The floor produces this force. It acts on your feet. It acts upward. The reaction force is the force your feet exert on the floor.

(c) The gravitational force on you as you stand on a horizontal floor.

The earth produces this force. It acts on you. It acts downward. The reaction force is the gravitational force you exert on the earth.

(d) The horizontal force exerted on a baseball by a bat as the ball is hit straight up the middle towards center field for a single.

The bat produces this force. It acts on the ball. It acts horizontally. The reaction force is the force the ball exerts on the bat.

17 •• For each case, identify the force (including its direction) that causes the acceleration. (a) A sprinter at the very start of the race. (b) A hockey puck skidding freely but slowly coming to rest on the ice. (c) A long fly ball at the top of its arc. (d) A bungee jumper at the very bottom of her descent. Determine the Concept (a) A sprinter at the very start of the race:

The block’s force on the sprinter accelerates the sprinter forward when the sprinter pushes backward on the blocks.

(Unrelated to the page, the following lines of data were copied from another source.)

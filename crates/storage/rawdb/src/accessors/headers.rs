//! Header storage.

use super::{CanonicalReader, CanonicalWriter, decode_rlp, delete_or_fatal, put_or_fatal};
use crate::{
    ChainStoreReader, KeyValueWriter,
    schema::{self, FreezerTable},
    tiered::{has_tiered, read_live, read_tiered},
};
use alloy_primitives::B256;
use atlas_primitives::Header;
use tracing::error;

/// Reads headers.
pub trait HeaderReader: ChainStoreReader {
    /// Returns the RLP encoded header `(number, hash)`.
    ///
    /// Frozen headers are served without checking their hash, so asking for a
    /// fork header at a frozen height yields the canonical one. Callers needing
    /// an exact match go through [`read_header`](Self::read_header) and compare
    /// hashes.
    fn read_header_rlp(&self, hash: B256, number: u64) -> Option<Vec<u8>> {
        read_tiered(self, FreezerTable::Headers, number, None, || {
            read_live(self, &schema::header_key(number, hash))
        })
    }

    /// Returns whether the header `(number, hash)` is stored.
    fn has_header(&self, hash: B256, number: u64) -> bool {
        has_tiered(self, number, hash, &schema::header_key(number, hash))
    }

    /// Returns the decoded header `(number, hash)`.
    fn read_header(&self, hash: B256, number: u64) -> Option<Header> {
        let data = self.read_header_rlp(hash, number)?;
        decode_rlp("header", &data)
            .inspect_err(|err| error!(target: "rawdb", %hash, number, %err, "Invalid block header RLP"))
            .ok()
    }

    /// Returns the header pointed to by the head header hash.
    fn read_head_header(&self) -> Option<Header> {
        let hash = self.read_head_header_hash()?;
        let number = self.read_header_number(hash)?;
        self.read_header(hash, number)
    }
}

impl<T: ChainStoreReader + ?Sized> HeaderReader for T {}

/// Writes headers together with their hash→number index entry.
pub trait HeaderWriter: KeyValueWriter {
    /// Stores `header` and its hash→number mapping.
    ///
    /// The mapping is written first, so a reader resolving the number never
    /// finds a header without it.
    fn write_header(&self, header: &Header) {
        let hash = header.hash_slow();
        let number = header.number;

        self.write_header_number(hash, number);

        let data = alloy_rlp::encode(header);
        put_or_fatal(self, &schema::header_key(number, hash), &data, "Failed to store header");
    }

    /// Removes the header `(number, hash)` and its hash→number mapping.
    fn delete_header(&self, hash: B256, number: u64) {
        self.delete_header_without_number(hash, number);
        self.delete_header_number(hash);
    }

    /// Removes the header `(number, hash)` but keeps its hash→number mapping.
    fn delete_header_without_number(&self, hash: B256, number: u64) {
        delete_or_fatal(self, &schema::header_key(number, hash), "Failed to delete header");
    }
}

impl<T: KeyValueWriter + ?Sized> HeaderWriter for T {}

#[cfg(test)]
mod tests {
    use super::*;
    use crate::{ChainDb, KeyValueReader, test_utils};

    #[test]
    fn test_header_storage() {
        let db = ChainDb::in_memory();
        let header = test_utils::header(42, B256::repeat_byte(1), 0);
        let hash = header.hash_slow();

        assert!(db.read_header(hash, 42).is_none());
        assert!(!db.has_header(hash, 42));

        db.write_header(&header);
        assert_eq!(db.read_header(hash, 42), Some(header.clone()));
        assert_eq!(db.read_header_rlp(hash, 42), Some(alloy_rlp::encode(&header)));
        assert_eq!(db.read_header_number(hash), Some(42));
        assert!(db.has_header(hash, 42));

        db.delete_header(hash, 42);
        assert!(db.read_header(hash, 42).is_none());
        assert!(!db.has_header(hash, 42));
        assert_eq!(db.read_header_number(hash), None);
    }

    #[test]
    fn test_delete_header_without_number_keeps_mapping() {
        let db = ChainDb::in_memory();
        let header = test_utils::header(3, B256::ZERO, 0);
        let hash = header.hash_slow();

        db.write_header(&header);
        db.delete_header_without_number(hash, 3);

        assert!(db.read_header(hash, 3).is_none());
        assert_eq!(db.read_header_number(hash), Some(3));
    }

    #[test]
    fn test_corrupt_header_reads_as_missing() {
        let db = ChainDb::in_memory();
        let hash = B256::repeat_byte(9);
        db.live_store().put(&schema::header_key(1, hash), &[0xc3, 0x01]).unwrap();

        assert!(db.read_header_rlp(hash, 1).is_some());
        assert!(db.read_header(hash, 1).is_none());
        assert!(db.live_store().has(&schema::header_key(1, hash)).unwrap());
    }

    #[test]
    fn test_read_head_header() {
        let db = ChainDb::in_memory();
        assert!(db.read_head_header().is_none());

        let header = test_utils::header(8, B256::ZERO, 0);
        db.write_header(&header);
        db.write_head_header_hash(header.hash_slow());
        assert_eq!(db.read_head_header(), Some(header));
    }
}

(b) A hockey puck skidding freely but slowly coming to rest on the ice:

The frictional force by the ice on the puck causes the puck to slow down. This force is directed opposite to the velocity of the puck.

(c) A long fly ball at the top of its arc:

The downward gravitation force by Earth on the ball.

(d) A bungee jumper at the very bottom of her descent:

The force exerted by the stretched bungee cord accelerates the jumper upward. Its direction is upward.

18 • True or false: (a) If two external forces that are both equal in magnitude and opposite in

direction act on the same object, the two forces can never be a Newton’s third law pair.

(b) The two forces of a Newton’s third law pair are equal only if the objects involved are not accelerating.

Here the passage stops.